TASK BRIEF
Copy each line containing "warn" from the listing below.

RECORDS TO USE
────────────────
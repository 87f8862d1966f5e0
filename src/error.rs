//! Error types.
//!
//! Rejected gameplay operations (destroying an empty cell, building outside
//! the loaded world) are not errors; they report `false` and the caller moves
//! on. The types here cover configuration loading and broken world
//! invariants.

use std::path::PathBuf;

use thiserror::Error;

use crate::engine_state::voxels::coords::{ChunkCoord, GridCell};

/// Failure to load or validate a [`GameConfig`](crate::config::GameConfig).
#[derive(Debug, Error)]
pub enum ConfigError {
    /// The config file could not be read.
    #[error("failed to read config {path}: {source}")]
    Io {
        /// Path that was read
        path: PathBuf,
        /// Underlying I/O error
        #[source]
        source: std::io::Error,
    },

    /// The config text is not valid JSON for the schema.
    #[error("failed to parse config: {0}")]
    Parse(#[from] serde_json::Error),

    /// A field holds a value the simulation cannot run with.
    #[error("invalid config value for `{field}`: {reason}")]
    Invalid {
        /// Offending field, dotted from the root
        field: &'static str,
        /// What is wrong with it
        reason: String,
    },
}

/// The collision index and the resident chunks disagree.
///
/// This is a programming error, never a runtime condition to recover from.
#[derive(Debug, Clone, PartialEq, Eq, Error)]
pub enum ConsistencyFault {
    /// A blocked cell whose chunk is not resident.
    #[error("cell {cell} is blocked but chunk {chunk} is not resident")]
    OrphanCell {
        /// The blocked cell
        cell: GridCell,
        /// Chunk the cell belongs to
        chunk: ChunkCoord,
    },

    /// A blocked cell whose resident chunk does not own it.
    #[error("cell {cell} is blocked but not owned by chunk {chunk}")]
    UnownedCell {
        /// The blocked cell
        cell: GridCell,
        /// Chunk the cell belongs to
        chunk: ChunkCoord,
    },

    /// A chunk owns a cell that is missing from the collision index.
    #[error("chunk {chunk} owns cell {cell} but the cell is not blocked")]
    MissingFromIndex {
        /// The owned cell
        cell: GridCell,
        /// Owning chunk
        chunk: ChunkCoord,
    },

    /// A chunk owns a cell outside its own bounds.
    #[error("chunk {chunk} owns cell {cell} outside its bounds")]
    MisplacedBlocker {
        /// The owned cell
        cell: GridCell,
        /// Owning chunk
        chunk: ChunkCoord,
    },
}
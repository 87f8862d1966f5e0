//! # Input State
//!
//! Per-frame button tracking for the input manager. A button is sampled once
//! per frame; comparing that sample with the previous frame's gives the
//! pressed / held / released transitions.

use std::{collections::HashMap, hash::Hash};

/// The state of a key or button within one frame.
#[derive(Debug, Clone, Copy, PartialEq, Eq, Default)]
pub enum RawInputState {
    /// Up this frame and the last
    #[default]
    NotPressed,
    /// Went down this frame
    Pressed,
    /// Down this frame and the last
    Held,
    /// Went up this frame
    Released,
}

impl RawInputState {
    /// Down right now, whether just pressed or held.
    pub fn is_active(&self) -> bool {
        matches!(self, RawInputState::Pressed | RawInputState::Held)
    }

    /// Went down this frame.
    pub fn is_just_pressed(&self) -> bool {
        matches!(self, RawInputState::Pressed)
    }

    /// Went up this frame.
    pub fn is_just_released(&self) -> bool {
        matches!(self, RawInputState::Released)
    }

    /// Derives the transition from the previous and current samples.
    pub fn from_raw_states(previous: bool, current: bool) -> Self {
        match (previous, current) {
            (false, true) => RawInputState::Pressed,
            (true, true) => RawInputState::Held,
            (true, false) => RawInputState::Released,
            (false, false) => RawInputState::NotPressed,
        }
    }
}

/// Up/down samples for a fixed set of buttons over two frames.
///
/// Buttons outside the tracked set are ignored.
#[derive(Debug, Clone)]
pub struct ButtonStates<K> {
    previous: HashMap<K, bool>,
    current: HashMap<K, bool>,
}

impl<K: Copy + Eq + Hash> ButtonStates<K> {
    /// Starts tracking `buttons`, all up.
    pub fn new(buttons: impl IntoIterator<Item = K>) -> Self {
        let current: HashMap<K, bool> = buttons.into_iter().map(|button| (button, false)).collect();
        ButtonStates {
            previous: current.clone(),
            current,
        }
    }

    /// Records the current sample for a button.
    ///
    /// # Returns
    /// `false` if the button is not tracked.
    pub fn set(&mut self, button: K, down: bool) -> bool {
        match self.current.get_mut(&button) {
            Some(state) => {
                *state = down;
                true
            }
            None => false,
        }
    }

    /// The transition for a button this frame.
    pub fn state(&self, button: K) -> RawInputState {
        let previous = self.previous.get(&button).copied().unwrap_or(false);
        let current = self.current.get(&button).copied().unwrap_or(false);
        RawInputState::from_raw_states(previous, current)
    }

    /// Whether a button is down right now.
    pub fn is_down(&self, button: K) -> bool {
        self.current.get(&button).copied().unwrap_or(false)
    }

    /// Ends the frame: the current samples become the previous ones.
    pub fn advance(&mut self) {
        for (button, down) in &self.current {
            self.previous.insert(*button, *down);
        }
    }

    /// Marks every button up, as when the window loses focus.
    pub fn release_all(&mut self) {
        self.current.values_mut().for_each(|down| *down = false);
    }
}

#[cfg(test)]
mod tests {
    use super::*;
    use test_case::test_case;

    #[test_case(false, true, RawInputState::Pressed)]
    #[test_case(true, true, RawInputState::Held)]
    #[test_case(true, false, RawInputState::Released)]
    #[test_case(false, false, RawInputState::NotPressed)]
    fn transitions(previous: bool, current: bool, expected: RawInputState) {
        assert_eq!(RawInputState::from_raw_states(previous, current), expected);
    }

    #[test]
    fn tracks_frames() {
        let mut buttons = ButtonStates::new(['a', 'b']);
        assert!(buttons.set('a', true));
        assert!(!buttons.set('z', true));
        assert_eq!(buttons.state('a'), RawInputState::Pressed);

        buttons.advance();
        assert_eq!(buttons.state('a'), RawInputState::Held);
        assert!(buttons.state('a').is_active());

        buttons.release_all();
        assert_eq!(buttons.state('a'), RawInputState::Released);
        buttons.advance();
        assert_eq!(buttons.state('a'), RawInputState::NotPressed);
        assert_eq!(buttons.state('z'), RawInputState::NotPressed);
    }
}
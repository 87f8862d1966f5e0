//! # Application State
//!
//! The boundary between the outside world and the simulation. Everything the
//! simulation needs from the player's devices in one tick is captured in an
//! [`InputSnapshot`], read through the [`InputSource`] trait:
//! - [`input_manager::InputManager`] for a winit window
//! - [`ScriptedInput`] for headless sessions and tests

pub mod input_manager;
pub mod input_state;

use std::collections::VecDeque;

use cgmath::Vector2;

/// Player intent for one tick.
///
/// Vectors use screen convention: `x` right, `y` up.
#[derive(Copy, Clone, Debug, PartialEq)]
pub struct InputSnapshot {
    /// Unit length or zero
    pub move_vector: Vector2<f32>,
    /// Unit length or zero. Zero means no aim and nothing fires.
    pub aim_vector: Vector2<f32>,
    /// Whether the attack trigger is held
    pub firing: bool,
}

impl Default for InputSnapshot {
    fn default() -> Self {
        InputSnapshot {
            move_vector: Vector2::new(0.0, 0.0),
            aim_vector: Vector2::new(0.0, 0.0),
            firing: false,
        }
    }
}

impl InputSnapshot {
    /// Walk in a direction without attacking.
    pub fn walking(x: f32, y: f32) -> Self {
        InputSnapshot {
            move_vector: Vector2::new(x, y),
            ..Self::default()
        }
    }

    /// Stand still and fire in a direction.
    pub fn firing_at(x: f32, y: f32) -> Self {
        InputSnapshot {
            aim_vector: Vector2::new(x, y),
            firing: true,
            ..Self::default()
        }
    }
}

/// Anything that can report player intent once per tick.
pub trait InputSource {
    /// Samples the input for the current tick.
    fn snapshot(&mut self) -> InputSnapshot;
}

/// Replays a fixed sequence of snapshots, then idles.
#[derive(Clone, Debug, Default)]
pub struct ScriptedInput {
    queue: VecDeque<InputSnapshot>,
}

impl ScriptedInput {
    /// Creates a script that plays `script` one snapshot per tick.
    pub fn new(script: impl IntoIterator<Item = InputSnapshot>) -> Self {
        ScriptedInput {
            queue: script.into_iter().collect(),
        }
    }

    /// Queues `snapshot` for the next `ticks` ticks.
    pub fn repeat(&mut self, snapshot: InputSnapshot, ticks: usize) -> &mut Self {
        self.queue.extend(std::iter::repeat(snapshot).take(ticks));
        self
    }

    /// Ticks left before the script runs dry.
    pub fn remaining(&self) -> usize {
        self.queue.len()
    }
}

impl InputSource for ScriptedInput {
    fn snapshot(&mut self) -> InputSnapshot {
        self.queue.pop_front().unwrap_or_default()
    }
}
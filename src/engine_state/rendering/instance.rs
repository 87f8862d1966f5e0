//! Instance data handed to the renderer for every terrain tile, prop and
//! placed block.

use cgmath::Point3;

use crate::engine_state::voxels::block::{block_type::Material, material_color};

/// The primitive a visual is drawn with.
#[repr(u32)]
#[derive(Copy, Clone, Debug, PartialEq, Eq)]
pub enum VisualShape {
    /// An axis-aligned box.
    Box = 0,
    /// An upright cone, used for trees.
    Cone = 1,
}

/// A single drawable instance.
///
/// # Memory Layout
/// - Position: [f32; 3] (12 bytes)
/// - Extent: [f32; 3] (12 bytes)
/// - Color: u32 packed `0xRRGGBB` (4 bytes)
/// - Shape: u32 (4 bytes)
///
/// Total size: 32 bytes
#[repr(C)]
#[derive(Copy, Clone, Debug, PartialEq, bytemuck::Pod, bytemuck::Zeroable)]
pub struct VisualInstance {
    /// Centre of the instance in world space
    pub position: [f32; 3],
    /// Full size along X, Y and Z. For cones X is the diameter and Y the height.
    pub extent: [f32; 3],
    /// Packed RGB colour
    pub color: u32,
    /// A `VisualShape` discriminant
    pub shape: u32,
}

impl VisualInstance {
    /// Creates an instance.
    pub fn new(position: Point3<f32>, extent: [f32; 3], material: Material, shape: VisualShape) -> Self {
        VisualInstance {
            position: [position.x, position.y, position.z],
            extent,
            color: material_color(material),
            shape: shape as u32,
        }
    }

    /// The ground tile for a terrain cell centred on `(world_x, world_z)`.
    ///
    /// Every tile's base sits at `y = -2`; rock tiles rise well above the
    /// others.
    pub fn ground_tile(world_x: f32, world_z: f32, tile_size: f32, material: Material) -> Self {
        let height = material.ground_height() * tile_size;
        Self::new(
            Point3::new(world_x, height / 2.0 - 2.0, world_z),
            [tile_size, height, tile_size],
            material,
            VisualShape::Box,
        )
    }

    /// A tree prop standing on the cell centred on `(world_x, world_z)`.
    pub fn tree(world_x: f32, world_z: f32) -> Self {
        Self::new(
            Point3::new(world_x, 2.0, world_z),
            [2.0, 4.0, 2.0],
            Material::Tree,
            VisualShape::Cone,
        )
    }

    /// A block placed by a builder on the cell centred on `(world_x, world_z)`.
    pub fn built_block(world_x: f32, world_z: f32, tile_size: f32) -> Self {
        Self::new(
            Point3::new(world_x, tile_size / 2.0, world_z),
            [tile_size, tile_size, tile_size],
            Material::Build,
            VisualShape::Box,
        )
    }
}

#[cfg(test)]
mod tests {
    use super::*;

    #[test]
    fn instance_is_tightly_packed() {
        assert_eq!(std::mem::size_of::<VisualInstance>(), 32);
        let instances = [VisualInstance::tree(0.0, 0.0), VisualInstance::built_block(2.0, 4.0, 2.0)];
        let bytes: &[u8] = bytemuck::cast_slice(&instances);
        assert_eq!(bytes.len(), 64);
    }

    #[test]
    fn rock_tiles_are_tall() {
        let rock = VisualInstance::ground_tile(0.0, 0.0, 2.0, Material::Rock);
        let grass = VisualInstance::ground_tile(0.0, 0.0, 2.0, Material::Grass);
        assert_eq!(rock.extent[1], 5.0);
        assert!(grass.extent[1] < rock.extent[1]);
        assert_eq!(rock.color, 0x808080);
    }
}
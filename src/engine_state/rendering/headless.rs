//! An in-memory renderer.
//!
//! `HeadlessRenderer` keeps the scene as plain maps so the simulation can run
//! without a window: the scripted binary uses it, and tests use it to check
//! that every visual is released exactly once.

use std::collections::{HashMap, HashSet};

use log::warn;

use super::{GroupHandle, Renderer, VisualHandle, VisualInstance};

/// What the headless scene knows about one live visual.
#[derive(Clone, Debug)]
pub struct VisualRecord {
    /// Instance data the visual was created from
    pub instance: VisualInstance,
    /// Group the visual is attached to, if any
    pub group: Option<GroupHandle>,
    /// Current cosmetic scale
    pub scale: f32,
}

/// A [`Renderer`] that draws nothing and remembers everything.
#[derive(Default, Debug)]
pub struct HeadlessRenderer {
    next_handle: u64,
    groups: HashSet<GroupHandle>,
    visuals: HashMap<VisualHandle, VisualRecord>,
    released_visuals: u64,
    invalid_releases: u64,
}

impl HeadlessRenderer {
    /// Creates an empty scene.
    pub fn new() -> Self {
        Self::default()
    }

    /// Number of groups currently in the scene.
    pub fn live_groups(&self) -> usize {
        self.groups.len()
    }

    /// Number of visuals created and not yet released.
    pub fn live_visuals(&self) -> usize {
        self.visuals.len()
    }

    /// Number of live visuals attached to `group`.
    pub fn visuals_in_group(&self, group: GroupHandle) -> usize {
        self.visuals
            .values()
            .filter(|record| record.group == Some(group))
            .count()
    }

    /// Looks up a live visual.
    pub fn visual(&self, visual: VisualHandle) -> Option<&VisualRecord> {
        self.visuals.get(&visual)
    }

    /// Total number of successful visual releases.
    pub fn released_visuals(&self) -> u64 {
        self.released_visuals
    }

    /// Releases of handles that were already released or never created.
    ///
    /// Anything other than zero means a lifetime bug in the caller.
    pub fn invalid_releases(&self) -> u64 {
        self.invalid_releases
    }

    fn next(&mut self) -> u64 {
        self.next_handle += 1;
        self.next_handle
    }
}

impl Renderer for HeadlessRenderer {
    fn create_group(&mut self) -> GroupHandle {
        let group = GroupHandle(self.next());
        self.groups.insert(group);
        group
    }

    fn release_group(&mut self, group: GroupHandle) {
        if !self.groups.remove(&group) {
            warn!("release of unknown group {:?}", group);
            return;
        }
        for record in self.visuals.values_mut() {
            if record.group == Some(group) {
                record.group = None;
            }
        }
    }

    fn create_visual(&mut self, instance: &VisualInstance) -> VisualHandle {
        let visual = VisualHandle(self.next());
        self.visuals.insert(
            visual,
            VisualRecord {
                instance: *instance,
                group: None,
                scale: 1.0,
            },
        );
        visual
    }

    fn attach_visual(&mut self, group: GroupHandle, visual: VisualHandle) {
        match self.visuals.get_mut(&visual) {
            Some(record) => record.group = Some(group),
            None => warn!("attach of unknown visual {:?}", visual),
        }
    }

    fn detach_visual(&mut self, group: GroupHandle, visual: VisualHandle) {
        if let Some(record) = self.visuals.get_mut(&visual) {
            if record.group == Some(group) {
                record.group = None;
            }
        }
    }

    fn release_visual(&mut self, visual: VisualHandle) {
        if self.visuals.remove(&visual).is_some() {
            self.released_visuals += 1;
        } else {
            warn!("release of unknown visual {:?}", visual);
            self.invalid_releases += 1;
        }
    }

    fn set_visual_scale(&mut self, visual: VisualHandle, scale: f32) {
        if let Some(record) = self.visuals.get_mut(&visual) {
            record.scale = scale;
        }
    }
}
//! Rendering surface for the arena.
//!
//! The simulation never talks to a graphics API directly. Chunks and blocks
//! materialize themselves through the [`Renderer`] trait, which hands out
//! opaque handles for groups (one per chunk) and visuals (one per tile, prop
//! or placed block). Whoever implements the trait owns the GPU side; the
//! simulation owns the handles and guarantees each one is released exactly
//! once.

mod headless;
mod instance;

pub use headless::HeadlessRenderer;
pub use instance::{VisualInstance, VisualShape};

/// Opaque handle to a single drawable.
#[derive(Copy, Clone, Debug, PartialEq, Eq, Hash, PartialOrd, Ord)]
pub struct VisualHandle(pub u64);

/// Opaque handle to a group of drawables that is added to and removed from
/// the scene as a unit.
#[derive(Copy, Clone, Debug, PartialEq, Eq, Hash, PartialOrd, Ord)]
pub struct GroupHandle(pub u64);

/// The operations the world core needs from a renderer.
///
/// Implementations are driven from the simulation thread only.
pub trait Renderer {
    /// Creates an empty group and adds it to the scene.
    fn create_group(&mut self) -> GroupHandle;

    /// Removes a group from the scene and frees it.
    ///
    /// Visuals still attached to the group are detached but not released;
    /// callers release them explicitly.
    fn release_group(&mut self, group: GroupHandle);

    /// Creates a visual from instance data. The visual is not yet in the scene.
    fn create_visual(&mut self, instance: &VisualInstance) -> VisualHandle;

    /// Adds a visual to a group.
    fn attach_visual(&mut self, group: GroupHandle, visual: VisualHandle);

    /// Removes a visual from a group without freeing it.
    fn detach_visual(&mut self, group: GroupHandle, visual: VisualHandle);

    /// Frees a visual and its GPU resources.
    fn release_visual(&mut self, visual: VisualHandle);

    /// Uniformly scales a visual. Purely cosmetic.
    fn set_visual_scale(&mut self, visual: VisualHandle, scale: f32);
}
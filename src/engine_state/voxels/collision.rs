//! # Collision Index
//!
//! A sparse set of blocked grid cells. A cell is present exactly while some
//! resident chunk owns a solid terrain record or a placed block at that cell;
//! the chunk store and the terrain mutator are the only writers.

use std::collections::HashSet;

use super::coords::GridCell;

/// Sparse set of currently blocked grid cells.
#[derive(Debug, Clone)]
pub struct CollisionIndex {
    cells: HashSet<GridCell>,
    tile_size: f32,
}

impl CollisionIndex {
    /// Creates an empty index for a world with the given tile size.
    pub fn new(tile_size: f32) -> Self {
        Self {
            cells: HashSet::new(),
            tile_size,
        }
    }

    /// Whether the tile under a world position is blocked. O(1) expected.
    pub fn is_blocked(&self, world_x: f32, world_z: f32) -> bool {
        self.contains(GridCell::from_world(world_x, world_z, self.tile_size))
    }

    /// Whether a grid cell is blocked.
    pub fn contains(&self, cell: GridCell) -> bool {
        self.cells.contains(&cell)
    }

    /// Marks a cell blocked. Returns `true` if it was not already blocked.
    pub fn insert(&mut self, cell: GridCell) -> bool {
        self.cells.insert(cell)
    }

    /// Clears a cell. Returns `true` if it was blocked.
    pub fn remove(&mut self, cell: GridCell) -> bool {
        self.cells.remove(&cell)
    }

    /// Number of blocked cells.
    pub fn len(&self) -> usize {
        self.cells.len()
    }

    /// Whether no cell is blocked.
    pub fn is_empty(&self) -> bool {
        self.cells.is_empty()
    }

    /// Iterates the blocked cells in no particular order.
    pub fn iter(&self) -> impl Iterator<Item = GridCell> + '_ {
        self.cells.iter().copied()
    }

    /// Tile size used to resolve world positions.
    pub fn tile_size(&self) -> f32 {
        self.tile_size
    }
}
//! # World Module
//!
//! The `World` ties the voxel pieces together for one arena: the chunk store,
//! the collision index and the streamer. All of it is plain owned state, so
//! several worlds can live side by side (tests do this) and dropping a world
//! after [`World::teardown`] leaves nothing behind in the renderer.
//!
//! ## Invariant
//!
//! A grid cell is in the collision index if and only if a resident chunk owns
//! a blocker at that cell. Generation, eviction, destroy and place each keep
//! this true on their own; [`World::check_consistency`] verifies it.

use log::info;
use web_time::Duration;

use super::{
    chunk::generation::TerrainGenerator,
    chunk_store::ChunkStore,
    collision::CollisionIndex,
    coords::GridCell,
    mutation::TerrainMutator,
    noise_field::NoiseField,
    streamer::{StreamReport, WorldStreamer},
};
use crate::{config::WorldConfig, engine_state::rendering::Renderer, error::ConsistencyFault};

/// A streamed, destructible voxel world.
pub struct World {
    store: ChunkStore,
    collision: CollisionIndex,
    streamer: WorldStreamer,
    removal_delay: Duration,
}

impl World {
    /// Creates an empty world. No chunk is resident until the first
    /// [`World::update`].
    pub fn new(config: &WorldConfig) -> Self {
        let prop_seed = config.prop_seed.unwrap_or_else(|| fastrand::u64(..));
        info!(
            "creating world: seed {}, prop seed {}, chunk size {}, tile size {}, render distance {}",
            config.seed, prop_seed, config.chunk_size, config.tile_size, config.render_distance
        );

        let noise = NoiseField::new(config.seed, config.noise_scale);
        let generator = TerrainGenerator::new(noise, config.chunk_size, prop_seed, config.prop_chance);

        World {
            store: ChunkStore::new(generator, config.tile_size),
            collision: CollisionIndex::new(config.tile_size),
            streamer: WorldStreamer::new(config.render_distance),
            removal_delay: config.removal_delay(),
        }
    }

    /// Streams chunks around a focus position.
    pub fn update(&mut self, focus_x: f32, focus_z: f32, renderer: &mut dyn Renderer) -> StreamReport {
        let report = self
            .streamer
            .update(focus_x, focus_z, &mut self.store, &mut self.collision, renderer);

        #[cfg(debug_assertions)]
        if report.changed() {
            if let Err(fault) = self.check_consistency() {
                log::error!("world invariant broken after streaming: {}", fault);
                debug_assert!(false, "{fault}");
            }
        }

        report
    }

    /// Borrows the world for destroy and place operations during the tick at
    /// clock time `now`.
    pub fn mutator<'w>(&'w mut self, renderer: &'w mut dyn Renderer, now: Duration) -> TerrainMutator<'w> {
        TerrainMutator {
            store: &mut self.store,
            collision: &mut self.collision,
            renderer,
            now,
            removal_delay: self.removal_delay,
        }
    }

    /// Releases destroyed visuals whose shrink transition has ended.
    ///
    /// # Returns
    /// The number of visuals released.
    pub fn flush_removals(&mut self, now: Duration, renderer: &mut dyn Renderer) -> usize {
        self.store
            .chunks_mut()
            .map(|chunk| chunk.release_expired(now, renderer))
            .sum()
    }

    /// Whether the tile under a world position is blocked.
    pub fn is_blocked(&self, world_x: f32, world_z: f32) -> bool {
        self.collision.is_blocked(world_x, world_z)
    }

    /// Whether a grid cell is blocked.
    pub fn is_cell_blocked(&self, cell: GridCell) -> bool {
        self.collision.contains(cell)
    }

    /// Resident chunks.
    pub fn store(&self) -> &ChunkStore {
        &self.store
    }

    /// The collision index.
    pub fn collision(&self) -> &CollisionIndex {
        &self.collision
    }

    /// The streamer.
    pub fn streamer(&self) -> &WorldStreamer {
        &self.streamer
    }

    /// World units per grid cell.
    pub fn tile_size(&self) -> f32 {
        self.store.tile_size()
    }

    /// Verifies that the collision index holds exactly the cells owned by
    /// resident chunks.
    pub fn check_consistency(&self) -> Result<(), ConsistencyFault> {
        let chunk_size = self.store.chunk_size();

        for cell in self.collision.iter() {
            let chunk = cell.chunk(chunk_size);
            match self.store.get(chunk) {
                None => return Err(ConsistencyFault::OrphanCell { cell, chunk }),
                Some(resident) if !resident.owns(cell) => {
                    return Err(ConsistencyFault::UnownedCell { cell, chunk })
                }
                Some(_) => {}
            }
        }

        for resident in self.store.chunks() {
            let chunk = resident.coord();
            for cell in resident.owned_cells() {
                if cell.chunk(chunk_size) != chunk {
                    return Err(ConsistencyFault::MisplacedBlocker { cell, chunk });
                }
                if !self.collision.contains(cell) {
                    return Err(ConsistencyFault::MissingFromIndex { cell, chunk });
                }
            }
        }

        Ok(())
    }

    /// Evicts every resident chunk, releasing all visuals.
    pub fn teardown(&mut self, renderer: &mut dyn Renderer) {
        let resident: Vec<_> = self.store.resident().collect();
        for coord in resident {
            self.store.evict(coord, &mut self.collision, renderer);
        }
    }
}

#[cfg(test)]
mod tests {
    use super::*;
    use crate::engine_state::{rendering::HeadlessRenderer, voxels::coords::ChunkCoord};

    fn config() -> WorldConfig {
        WorldConfig {
            chunk_size: 8,
            render_distance: 1,
            seed: 21,
            prop_seed: Some(21),
            ..WorldConfig::default()
        }
    }

    #[test]
    fn streaming_keeps_the_invariant() {
        let mut world = World::new(&config());
        let mut renderer = HeadlessRenderer::new();
        for step in 0..20 {
            world.update(step as f32 * 5.0, step as f32 * -3.0, &mut renderer);
            assert_eq!(world.check_consistency(), Ok(()));
        }
    }

    #[test]
    fn delayed_removal_releases_once() {
        let mut world = World::new(&config());
        let mut renderer = HeadlessRenderer::new();
        world.update(0.0, 0.0, &mut renderer);

        let cell = GridCell::new(2, 2);
        {
            let mut mutator = world.mutator(&mut renderer, Duration::ZERO);
            mutator.destroy_cell(cell);
            assert!(mutator.place_cell(cell));
            assert!(mutator.destroy_cell(cell));
        }
        assert!(!world.is_cell_blocked(cell));
        let coord = cell.chunk(8);
        let fading = world.store().get(coord).map(|chunk| chunk.fading().len()).unwrap_or(0);
        assert!(fading >= 1);

        assert_eq!(world.flush_removals(Duration::from_millis(10), &mut renderer), 0);
        assert_eq!(world.flush_removals(Duration::from_millis(50), &mut renderer), fading);
        assert_eq!(world.flush_removals(Duration::from_millis(100), &mut renderer), 0);
        assert_eq!(renderer.invalid_releases(), 0);
    }

    #[test]
    fn eviction_releases_fading_visuals() {
        let mut world = World::new(&config());
        let mut renderer = HeadlessRenderer::new();
        world.update(0.0, 0.0, &mut renderer);
        let cell = GridCell::new(1, 1);
        {
            let mut mutator = world.mutator(&mut renderer, Duration::ZERO);
            mutator.destroy_cell(cell);
            assert!(mutator.place_cell(cell));
            assert!(mutator.destroy_cell(cell));
        }

        world.teardown(&mut renderer);
        assert_eq!(world.store().len(), 0);
        assert!(world.collision().is_empty());
        assert_eq!(renderer.live_visuals(), 0);
        assert_eq!(renderer.live_groups(), 0);
        assert_eq!(renderer.invalid_releases(), 0);

        // flushing after eviction must not touch the released visuals again
        world.flush_removals(Duration::from_secs(1), &mut renderer);
        assert_eq!(renderer.invalid_releases(), 0);
    }

    #[test]
    fn detects_a_leaked_cell() {
        let mut world = World::new(&config());
        let mut renderer = HeadlessRenderer::new();
        world.update(0.0, 0.0, &mut renderer);
        world.collision.insert(GridCell::new(1000, 1000));
        assert_eq!(
            world.check_consistency(),
            Err(ConsistencyFault::OrphanCell {
                cell: GridCell::new(1000, 1000),
                chunk: ChunkCoord::new(125, 125),
            })
        );
    }
}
────────────────
REPLY
use log::warn;
            warn!("release of unknown group {:?}", group);
            None => warn!("attach of unknown visual {:?}", visual),
            warn!("release of unknown visual {:?}", visual);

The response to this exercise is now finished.